_ASSIGNED TASK_:
Look through the data and write out every line with the word "units" in it.

Stored data
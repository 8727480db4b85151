//! Round trips between cache elements and resource pools

use std::sync::Arc;

use cachepool_types::{MemoryUnit, ResourcePoolsBuilder, ResourceType, ResourceUnit, UBig};
use cachepool_xml::schema::CORE_SCHEMA_NAMESPACE as CORE;
use cachepool_xml::{
    CacheTemplate, CacheType, ClusteredResourceConfigurationParser, ExtensionParserRegistry,
    ParserSettings, ResourceConfigurationParser, WriterSettings, XmlElement,
};

fn clustered_parser() -> ResourceConfigurationParser {
    let registry = ExtensionParserRegistry::builder()
        .register(ClusteredResourceConfigurationParser::new())
        .build()
        .unwrap();
    ResourceConfigurationParser::new(&ParserSettings::default(), Arc::new(registry))
}

fn cache(resources: &str) -> XmlElement {
    let xml = format!(
        r#"<cache xmlns="http://www.ehcache.org/v3"
                  xmlns:tc="http://www.ehcache.org/v3/clustered"
                  alias="foo"><resources>{}</resources></cache>"#,
        resources
    );
    XmlElement::parse_str(&xml).unwrap()
}

/// Parse the resources of `element`, write them back, return the new resources
fn round_trip(parser: &ResourceConfigurationParser, element: &XmlElement) -> Vec<XmlElement> {
    let template = CacheTemplate::from_element(element, parser.codec()).unwrap();
    let pools = parser
        .parse_resource_configuration(&template, ResourcePoolsBuilder::new_resource_pools_builder())
        .unwrap();
    let cache = CacheType::from_element(element, parser.codec()).unwrap();
    parser
        .unparse_resource_configuration(&pools, cache)
        .unwrap()
        .resources()
        .to_vec()
}

#[test]
fn test_each_core_tier_round_trips() {
    let parser = ResourceConfigurationParser::with_defaults();
    let cases = [
        r#"<heap unit="entries">2000</heap>"#,
        r#"<heap unit="MB">10</heap>"#,
        r#"<offheap unit="GB">1</offheap>"#,
        r#"<offheap unit="kB">512</offheap>"#,
        r#"<disk unit="TB" persistent="true">3</disk>"#,
        r#"<disk unit="B" persistent="false">0</disk>"#,
    ];

    for case in cases {
        let element = cache(case);
        let written = round_trip(&parser, &element);
        assert_eq!(written.as_slice(), element.child(CORE, "resources").unwrap().children(), "{}", case);
    }
}

#[test]
fn test_all_core_tiers_together_keep_tier_order() {
    let parser = ResourceConfigurationParser::with_defaults();
    let element = cache(
        r#"<disk unit="GB" persistent="true">100</disk>
           <heap unit="entries">10</heap>
           <offheap unit="MB">50</offheap>"#,
    );

    let names: Vec<_> = round_trip(&parser, &element)
        .iter()
        .map(|e| e.name().to_string())
        .collect();
    assert_eq!(names, vec!["heap", "offheap", "disk"]);
}

#[test]
fn test_disk_persistence_defaults_to_false() {
    let parser = ResourceConfigurationParser::with_defaults();
    let written = round_trip(&parser, &cache(r#"<disk unit="GB">1</disk>"#));
    assert_eq!(written[0].attribute("persistent"), Some("false"));

    let written = round_trip(&parser, &cache(r#"<disk unit="GB" persistent="true">1</disk>"#));
    assert_eq!(written[0].attribute("persistent"), Some("true"));
}

#[test]
fn test_sizes_never_lose_precision() {
    let parser = ResourceConfigurationParser::with_defaults();
    let huge = "340282366920938463463374607431768211457";
    let element = cache(&format!(r#"<disk unit="B" persistent="false">{}</disk><heap unit="entries">18446744073709551616</heap>"#, huge));

    let template = CacheTemplate::from_element(&element, parser.codec()).unwrap();
    let pools = parser
        .parse_resource_configuration(&template, ResourcePoolsBuilder::new_resource_pools_builder())
        .unwrap();

    let disk = pools.sized_pool_for_resource(&ResourceType::DISK).unwrap();
    assert_eq!(disk.size(), &huge.parse::<UBig>().unwrap());
    assert_eq!(disk.size_u64(), None);

    let written = round_trip(&parser, &element);
    assert_eq!(written[0].text(), Some("18446744073709551616"));
    assert_eq!(written[1].text(), Some(huge));
}

#[test]
fn test_heap_shorthand_takes_precedence() {
    let parser = ResourceConfigurationParser::with_defaults();
    let element = XmlElement::parse_str(
        r#"<cache xmlns="http://www.ehcache.org/v3" alias="foo">
             <heap unit="entries">200</heap>
             <resources><offheap unit="MB">10</offheap><disk unit="GB">1</disk></resources>
           </cache>"#,
    )
    .unwrap();

    let template = CacheTemplate::from_element(&element, parser.codec()).unwrap();
    let pools = parser
        .parse_resource_configuration(&template, ResourcePoolsBuilder::new_resource_pools_builder())
        .unwrap();

    assert_eq!(pools.len(), 1);
    let heap = pools.sized_pool_for_resource(&ResourceType::HEAP).unwrap();
    assert_eq!(heap.size_u64(), Some(200));
    assert_eq!(heap.unit(), ResourceUnit::Entries);
}

#[test]
fn test_unit_names_are_written_canonically() {
    let parser = ResourceConfigurationParser::with_defaults();
    let written = round_trip(
        &parser,
        &cache(r#"<heap unit="ENTRIES">1</heap><offheap unit="kb">2</offheap><disk unit="gb">3</disk>"#),
    );

    let units: Vec<_> = written.iter().map(|e| e.attribute("unit").unwrap().to_string()).collect();
    assert_eq!(units, vec!["entries", "kB", "GB"]);
}

#[test]
fn test_clustered_tiers_round_trip_next_to_core_tiers() {
    let parser = clustered_parser();
    let element = cache(
        r#"<heap unit="entries">10</heap>
           <tc:clustered-dedicated from="primary" unit="MB">16</tc:clustered-dedicated>"#,
    );

    let written = round_trip(&parser, &element);
    assert_eq!(written.as_slice(), element.child(CORE, "resources").unwrap().children());

    let shared = cache(r#"<offheap unit="MB">1</offheap><tc:clustered-shared sharing="pool-a"/>"#);
    let written = round_trip(&parser, &shared);
    assert_eq!(written.as_slice(), shared.child(CORE, "resources").unwrap().children());
}

#[test]
fn test_pools_built_in_code_unparse_into_a_new_cache() {
    let parser = ResourceConfigurationParser::with_defaults();
    let pools = ResourcePoolsBuilder::new_resource_pools_builder()
        .heap(1000u32, ResourceUnit::Entries)
        .unwrap()
        .offheap(64u32, MemoryUnit::MB)
        .unwrap()
        .disk(2u32, MemoryUnit::GB, true)
        .unwrap()
        .build();

    let element = parser
        .unparse_resource_configuration(&pools, CacheType::new(CORE, "bar"))
        .unwrap()
        .to_element();

    let reparsed = CacheTemplate::from_element(&element, parser.codec()).unwrap();
    let again = parser
        .parse_resource_configuration(&reparsed, ResourcePoolsBuilder::new_resource_pools_builder())
        .unwrap();

    for resource_type in [ResourceType::HEAP, ResourceType::OFFHEAP, ResourceType::DISK] {
        assert_eq!(
            again.sized_pool_for_resource(&resource_type),
            pools.sized_pool_for_resource(&resource_type)
        );
    }
}

#[test]
fn test_written_document_reads_back_equal() {
    let parser = clustered_parser();
    let element = cache(
        r#"<heap unit="entries">10</heap>
           <tc:clustered-dedicated unit="GB">1</tc:clustered-dedicated>"#,
    );

    let written = CacheType::from_element(&element, parser.codec())
        .unwrap()
        .with_resources(round_trip(&parser, &element))
        .to_element();

    for settings in [parser.writer_settings(), WriterSettings { indent: 0, ..parser.writer_settings() }] {
        let xml = written.to_xml_string(&settings).unwrap();
        assert!(xml.contains("tc:clustered-dedicated"));
        assert_eq!(XmlElement::parse_str(&xml).unwrap(), written);
    }
}

#[test]
fn test_normalized_document_keeps_reserved_and_conventional_prefixes() {
    let xml = r#"<config xmlns="http://www.ehcache.org/v3"
                         xmlns:xsi="http://www.w3.org/2001/XMLSchema-instance"
                         xsi:schemaLocation="http://www.ehcache.org/v3 ehcache-core.xsd"
                         xml:lang="en">
                   <cache alias="a"><heap>1</heap></cache>
                 </config>"#;
    let parser = clustered_parser();
    let root = XmlElement::parse_str(xml).unwrap();

    let normalized = cachepool_xml::normalize_resources(&root, &parser).unwrap();
    let written = normalized.to_xml_string(&parser.writer_settings()).unwrap();
    assert!(written.contains("xml:lang=\"en\""));
    assert!(written.contains("xsi:schemaLocation="));
    assert!(!written.contains("xmlns:ns0"));

    let reread = XmlElement::parse_str(&written).unwrap();
    assert_eq!(reread, normalized);
}
//! Namespace-aware XML element tree.
//!
//! Configuration is handled as a small in-memory tree rather than as a
//! stream: the translator looks at whole elements, hands them to extension
//! parsers and builds new ones on the way out. Reading resolves every prefix
//! to its namespace URI; writing re-declares namespaces as needed.

use std::collections::BTreeMap;
use std::fmt;

use quick_xml::events::{BytesDecl, BytesEnd, BytesStart, BytesText, Event};
use quick_xml::name::ResolveResult;
use quick_xml::reader::NsReader;
use quick_xml::Writer;

use cachepool_error::{XmlConfigurationError, XmlResult};

use crate::settings::WriterSettings;

/// Namespace bound to the reserved `xml` prefix
pub const XML_NAMESPACE: &str = "http://www.w3.org/XML/1998/namespace";
const XML_PREFIX: &str = "xml";

/// An attribute, with the namespace of its prefix if it had one.
///
/// As with elements, the prefix is only a hint for writing.
#[derive(Debug, Clone, Eq)]
pub struct XmlAttribute {
    pub namespace: Option<String>,
    pub prefix: Option<String>,
    pub name: String,
    pub value: String,
}

impl PartialEq for XmlAttribute {
    fn eq(&self, other: &Self) -> bool {
        self.namespace == other.namespace && self.name == other.name && self.value == other.value
    }
}

/// An element with its namespace resolved.
///
/// The prefix is only a hint for writing; two elements that differ only in
/// prefix are equal.
#[derive(Debug, Clone, Eq)]
pub struct XmlElement {
    namespace: Option<String>,
    prefix: Option<String>,
    name: String,
    attributes: Vec<XmlAttribute>,
    children: Vec<XmlElement>,
    text: Option<String>,
}

impl PartialEq for XmlElement {
    fn eq(&self, other: &Self) -> bool {
        self.namespace == other.namespace
            && self.name == other.name
            && self.attributes == other.attributes
            && self.children == other.children
            && self.text == other.text
    }
}

impl XmlElement {
    /// An element outside of any namespace
    pub fn new(name: impl Into<String>) -> Self {
        Self {
            namespace: None,
            prefix: None,
            name: name.into(),
            attributes: Vec::new(),
            children: Vec::new(),
            text: None,
        }
    }

    pub fn namespaced(namespace: impl Into<String>, name: impl Into<String>) -> Self {
        Self {
            namespace: Some(namespace.into()),
            ..Self::new(name)
        }
    }

    pub fn with_prefix(mut self, prefix: impl Into<String>) -> Self {
        self.prefix = Some(prefix.into());
        self
    }

    /// Set an unqualified attribute, replacing any previous value
    pub fn with_attribute(mut self, name: impl Into<String>, value: impl Into<String>) -> Self {
        self.set_attribute(name, value);
        self
    }

    pub fn with_child(mut self, child: XmlElement) -> Self {
        self.children.push(child);
        self
    }

    pub fn with_children(mut self, children: impl IntoIterator<Item = XmlElement>) -> Self {
        self.children.extend(children);
        self
    }

    pub fn with_text(mut self, text: impl Into<String>) -> Self {
        self.text = Some(text.into());
        self
    }

    pub fn set_attribute(&mut self, name: impl Into<String>, value: impl Into<String>) {
        let name = name.into();
        let value = value.into();
        match self
            .attributes
            .iter_mut()
            .find(|attr| attr.namespace.is_none() && attr.name == name)
        {
            Some(attr) => attr.value = value,
            None => self.attributes.push(XmlAttribute {
                namespace: None,
                prefix: None,
                name,
                value,
            }),
        }
    }

    pub fn push_child(&mut self, child: XmlElement) {
        self.children.push(child);
    }

    /// Copy of this element without its children and text
    pub fn shallow_clone(&self) -> Self {
        Self {
            namespace: self.namespace.clone(),
            prefix: self.prefix.clone(),
            name: self.name.clone(),
            attributes: self.attributes.clone(),
            children: Vec::new(),
            text: None,
        }
    }

    pub fn namespace(&self) -> Option<&str> {
        self.namespace.as_deref()
    }

    pub fn prefix(&self) -> Option<&str> {
        self.prefix.as_deref()
    }

    pub fn name(&self) -> &str {
        &self.name
    }

    /// True if the element has this namespace and local name
    pub fn is(&self, namespace: &str, name: &str) -> bool {
        self.namespace.as_deref() == Some(namespace) && self.name == name
    }

    /// Value of an unqualified attribute
    pub fn attribute(&self, name: &str) -> Option<&str> {
        self.attributes
            .iter()
            .find(|attr| attr.namespace.is_none() && attr.name == name)
            .map(|attr| attr.value.as_str())
    }

    pub fn attributes(&self) -> &[XmlAttribute] {
        &self.attributes
    }

    pub fn children(&self) -> &[XmlElement] {
        &self.children
    }

    pub fn into_children(self) -> Vec<XmlElement> {
        self.children
    }

    /// First child with this namespace and local name
    pub fn child(&self, namespace: &str, name: &str) -> Option<&XmlElement> {
        self.children.iter().find(|child| child.is(namespace, name))
    }

    pub fn text(&self) -> Option<&str> {
        self.text.as_deref()
    }

    /// Read a document and return its root element
    pub fn parse_str(xml: &str) -> XmlResult<XmlElement> {
        let mut reader = NsReader::from_str(xml);
        reader.trim_text(true);

        let mut stack: Vec<XmlElement> = Vec::new();
        let mut root: Option<XmlElement> = None;

        loop {
            let (resolved, event) = reader.read_resolved_event().map_err(document_error)?;
            let namespace = owned_namespace(resolved);

            match event {
                Event::Start(start) => {
                    let element = open_element(&reader, namespace, &start)?;
                    stack.push(element);
                }
                Event::Empty(start) => {
                    let element = open_element(&reader, namespace, &start)?;
                    attach(&mut stack, &mut root, element)?;
                }
                Event::End(_) => {
                    let element = stack.pop().ok_or_else(|| {
                        XmlConfigurationError::Document("unbalanced end tag".to_string())
                    })?;
                    attach(&mut stack, &mut root, element)?;
                }
                Event::Text(text) => {
                    let value = text.unescape().map_err(document_error)?;
                    append_text(&mut stack, &value)?;
                }
                Event::CData(data) => {
                    let value = String::from_utf8(data.into_inner().into_owned())
                        .map_err(document_error)?;
                    append_text(&mut stack, &value)?;
                }
                Event::Eof => break,
                // Declarations, comments, processing instructions, doctype
                _ => {}
            }
        }

        if let Some(open) = stack.last() {
            return Err(XmlConfigurationError::Document(format!(
                "element {} is never closed",
                open
            )));
        }
        root.ok_or_else(|| XmlConfigurationError::Document("document has no root element".to_string()))
    }

    /// Write this element as a standalone document
    pub fn to_xml_string(&self, settings: &WriterSettings) -> XmlResult<String> {
        let mut writer = if settings.indent > 0 {
            Writer::new_with_indent(Vec::new(), b' ', settings.indent)
        } else {
            Writer::new(Vec::new())
        };

        if settings.write_declaration {
            writer
                .write_event(Event::Decl(BytesDecl::new("1.0", Some("UTF-8"), None)))
                .map_err(document_error)?;
        }

        let mut scope = NamespaceScope::new(&settings.prefixes);
        write_element(&mut writer, self, &mut scope)?;

        String::from_utf8(writer.into_inner()).map_err(document_error)
    }
}

impl fmt::Display for XmlElement {
    fn fmt(&self, f: &mut fmt::Formatter<'_>) -> fmt::Result {
        write!(f, "<")?;
        if let Some(ns) = &self.namespace {
            write!(f, "{{{}}}", ns)?;
        }
        write!(f, "{}", self.name)?;
        for attr in &self.attributes {
            write!(f, " {}=\"{}\"", attr.name, attr.value)?;
        }
        write!(f, ">")
    }
}

fn document_error(err: impl fmt::Display) -> XmlConfigurationError {
    XmlConfigurationError::Document(err.to_string())
}

fn utf8(bytes: &[u8]) -> XmlResult<String> {
    std::str::from_utf8(bytes)
        .map(str::to_string)
        .map_err(document_error)
}

/// Detach the resolved namespace from the reader's buffer
fn owned_namespace(resolved: ResolveResult<'_>) -> Result<Option<String>, String> {
    match resolved {
        ResolveResult::Bound(ns) => Ok(Some(String::from_utf8_lossy(ns.as_ref()).into_owned())),
        ResolveResult::Unbound => Ok(None),
        ResolveResult::Unknown(prefix) => Err(String::from_utf8_lossy(&prefix).into_owned()),
    }
}

fn open_element(
    reader: &NsReader<&[u8]>,
    namespace: Result<Option<String>, String>,
    start: &BytesStart<'_>,
) -> XmlResult<XmlElement> {
    let namespace = namespace.map_err(|prefix| {
        XmlConfigurationError::Document(format!("unknown namespace prefix '{}'", prefix))
    })?;

    let mut element = XmlElement {
        namespace,
        prefix: start.name().prefix().map(|p| utf8(p.as_ref())).transpose()?,
        name: utf8(start.local_name().as_ref())?,
        attributes: Vec::new(),
        children: Vec::new(),
        text: None,
    };

    for attr in start.attributes() {
        let attr = attr.map_err(document_error)?;
        if attr.key.as_namespace_binding().is_some() {
            continue;
        }
        let (resolved, local) = reader.resolve_attribute(attr.key);
        let namespace = owned_namespace(resolved).map_err(|prefix| {
            XmlConfigurationError::Document(format!("unknown namespace prefix '{}'", prefix))
        })?;
        element.attributes.push(XmlAttribute {
            namespace,
            prefix: attr.key.prefix().map(|p| utf8(p.as_ref())).transpose()?,
            name: utf8(local.as_ref())?,
            value: attr.unescape_value().map_err(document_error)?.into_owned(),
        });
    }

    Ok(element)
}

fn attach(stack: &mut [XmlElement], root: &mut Option<XmlElement>, element: XmlElement) -> XmlResult<()> {
    match stack.last_mut() {
        Some(parent) => {
            parent.children.push(element);
            Ok(())
        }
        None if root.is_none() => {
            *root = Some(element);
            Ok(())
        }
        None => Err(XmlConfigurationError::Document(format!(
            "second root element {}",
            element
        ))),
    }
}

fn append_text(stack: &mut [XmlElement], value: &str) -> XmlResult<()> {
    if value.trim().is_empty() {
        return Ok(());
    }
    match stack.last_mut() {
        Some(element) => {
            element.text.get_or_insert_with(String::new).push_str(value);
            Ok(())
        }
        None => Err(XmlConfigurationError::Document(format!(
            "text outside of the root element: '{}'",
            value
        ))),
    }
}

/// Namespace bindings in force while writing, innermost last
struct NamespaceScope<'a> {
    preferred: &'a BTreeMap<String, String>,
    bindings: Vec<(String, String)>,
    generated: usize,
}

impl<'a> NamespaceScope<'a> {
    fn new(preferred: &'a BTreeMap<String, String>) -> Self {
        Self {
            preferred,
            bindings: Vec::new(),
            generated: 0,
        }
    }

    fn lookup(&self, namespace: &str) -> Option<&str> {
        self.bindings
            .iter()
            .rev()
            .find(|(ns, _)| ns == namespace)
            .map(|(_, prefix)| prefix.as_str())
    }

    fn prefix_taken(&self, prefix: &str) -> bool {
        self.bindings.iter().any(|(_, p)| p == prefix)
    }

    /// Prefix for `namespace`, plus the declaration to emit if it is new
    fn bind(&mut self, namespace: &str, hint: Option<&str>) -> (String, Option<(String, String)>) {
        // Bound implicitly, never declared
        if namespace == XML_NAMESPACE {
            return (XML_PREFIX.to_string(), None);
        }
        if let Some(prefix) = self.lookup(namespace) {
            return (prefix.to_string(), None);
        }

        let candidates = [
            hint.filter(|p| !p.is_empty()).map(str::to_string),
            self.preferred.get(namespace).cloned(),
        ];
        let prefix = match candidates
            .into_iter()
            .flatten()
            .find(|p| !self.prefix_taken(p) && !is_reserved_prefix(p))
        {
            Some(prefix) => prefix,
            None => loop {
                let candidate = format!("ns{}", self.generated);
                self.generated += 1;
                if !self.prefix_taken(&candidate) {
                    break candidate;
                }
            },
        };

        self.bindings.push((namespace.to_string(), prefix.clone()));
        (prefix.clone(), Some((format!("xmlns:{}", prefix), namespace.to_string())))
    }
}

/// Prefixes starting with `xml` in any case belong to the XML specs
fn is_reserved_prefix(prefix: &str) -> bool {
    prefix
        .get(..XML_PREFIX.len())
        .map_or(false, |head| head.eq_ignore_ascii_case(XML_PREFIX))
}

fn write_element(
    writer: &mut Writer<Vec<u8>>,
    element: &XmlElement,
    scope: &mut NamespaceScope<'_>,
) -> XmlResult<()> {
    let mark = scope.bindings.len();
    let mut declarations = Vec::new();

    let qname = match &element.namespace {
        Some(ns) => {
            let (prefix, declaration) = scope.bind(ns, element.prefix.as_deref());
            declarations.extend(declaration);
            format!("{}:{}", prefix, element.name)
        }
        None => element.name.clone(),
    };

    let mut attributes = Vec::with_capacity(element.attributes.len());
    for attr in &element.attributes {
        let name = match &attr.namespace {
            Some(ns) => {
                let (prefix, declaration) = scope.bind(ns, attr.prefix.as_deref());
                declarations.extend(declaration);
                format!("{}:{}", prefix, attr.name)
            }
            None => attr.name.clone(),
        };
        attributes.push((name, attr.value.as_str()));
    }

    let mut start = BytesStart::new(qname.as_str());
    for (name, value) in &declarations {
        start.push_attribute((name.as_str(), value.as_str()));
    }
    for (name, value) in &attributes {
        start.push_attribute((name.as_str(), *value));
    }

    if element.children.is_empty() && element.text.is_none() {
        writer.write_event(Event::Empty(start)).map_err(document_error)?;
    } else {
        writer.write_event(Event::Start(start)).map_err(document_error)?;
        if let Some(text) = &element.text {
            writer
                .write_event(Event::Text(BytesText::new(text)))
                .map_err(document_error)?;
        }
        for child in &element.children {
            write_element(writer, child, scope)?;
        }
        writer
            .write_event(Event::End(BytesEnd::new(qname.as_str())))
            .map_err(document_error)?;
    }

    scope.bindings.truncate(mark);
    Ok(())
}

_RESPONSE TO THE EXERCISE_:
    let units: Vec<_> = written.iter().map(|e| e.attribute("unit").unwrap().to_string()).collect();
    assert_eq!(units, vec!["entries", "kB", "GB"]);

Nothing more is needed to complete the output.